A couple of days ago, The Atlantic published a provocative piece by William Davies, Facebook, Smart Tech, and The End of Language. I call it provocative because even though the writing was top-notch, my inner monologue while reading went something like: “What? No… But how…?!” (repeat, repeat, repeat).

The article is about a comment that Mark Zuckerberg recently made about augmented reality, devices that will allow us to transmit thoughts directly from one mind to another. He refers to this as the “ultimate communication technology.”

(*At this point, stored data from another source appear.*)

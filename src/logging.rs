use tracing_subscriber::{EnvFilter, fmt, layer::SubscriberExt, util::SubscriberInitExt};

#[derive(Debug, Clone, Copy, PartialEq, Eq)]
pub enum LogFormat {
    Json,
    Pretty,
}

impl LogFormat {
    /// Unknown formats fall back to `Pretty` with a warning on stderr.
    pub fn parse(value: &str) -> Self {
        match value.to_lowercase().as_str() {
            "json" => Self::Json,
            "pretty" => Self::Pretty,
            other => {
                eprintln!("Unknown log format '{other}', using pretty");
                Self::Pretty
            }
        }
    }
}

/// Initialize tracing subscriber with the specified format and level
pub fn init(log_format: LogFormat, log_level: &str) {
    let env_filter =
        EnvFilter::try_from_default_env().unwrap_or_else(|_| EnvFilter::new(log_level));

    match log_format {
        LogFormat::Json => {
            tracing_subscriber::registry()
                .with(env_filter)
                .with(
                    fmt::layer()
                        .json()
                        .flatten_event(true)
                        .with_timer(fmt::time::UtcTime::rfc_3339())
                        .with_current_span(false)
                        .with_target(true)
                        .with_thread_ids(false)
                        .with_file(false)
                        .with_line_number(false),
                )
                .init();
        }
        LogFormat::Pretty => {
            tracing_subscriber::registry()
                .with(env_filter)
                .with(
                    fmt::layer()
                        .compact()
                        .with_target(false)
                        .with_thread_ids(false)
                        .with_file(false)
                        .with_line_number(false),
                )
                .init();
        }
    }
}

Davies explores what Zuckerberg meant by this comment. There are already technologies that allow people to communicate to play a game, albeit about very simple things like “shoot now.” The article continues to talk about people’s “growing suspicion in language” as a motive for developing the technologies that Zuckerberg referred to. This suspicion is epitomized in a quote that Davies includes by a neuromarketing guru – “People lie; brains don’t.” (As a picky side note, isn’t a brain a necessary component of a person generating a lie?)

The logic is this: we have a pure thought, and we have no way of sharing it other than by using words. Once we use words, our pure thought becomes tainted, skewed by those words we’ve chosen to express it. Wouldn’t it be great if we could cut out the pesky linguistic middle man?

Actually, this sounds like a terrible idea to me. For one, there’s really no such thing as a pure thought – the language that we use to express thoughts makes those thoughts exactly what they are. Using words to express ideas can be fun. It can help us clarify them. It generates conversation – which in turn encourages us to reevaluate our ideas, to expand on them, to see connections to other people’s thoughts. We would miss out on so much richness if we were to ever eliminate our precious linguistic middle man. Davies points out another crucial flaw in the end-of-language logic: any AR needs to be created by a human, so it can never be created without the bias that language has instilled in its human creator. Instead, that one creator’s bias would be disseminated to all users of the technology.

Granted, there are some uses for augmented reality (AR) that would be cool and useful. For example, it could help people who experience brain damage and are unable to speak communicate practical needs. But could it ever allow for the end of language? Let me just sit here and think about that.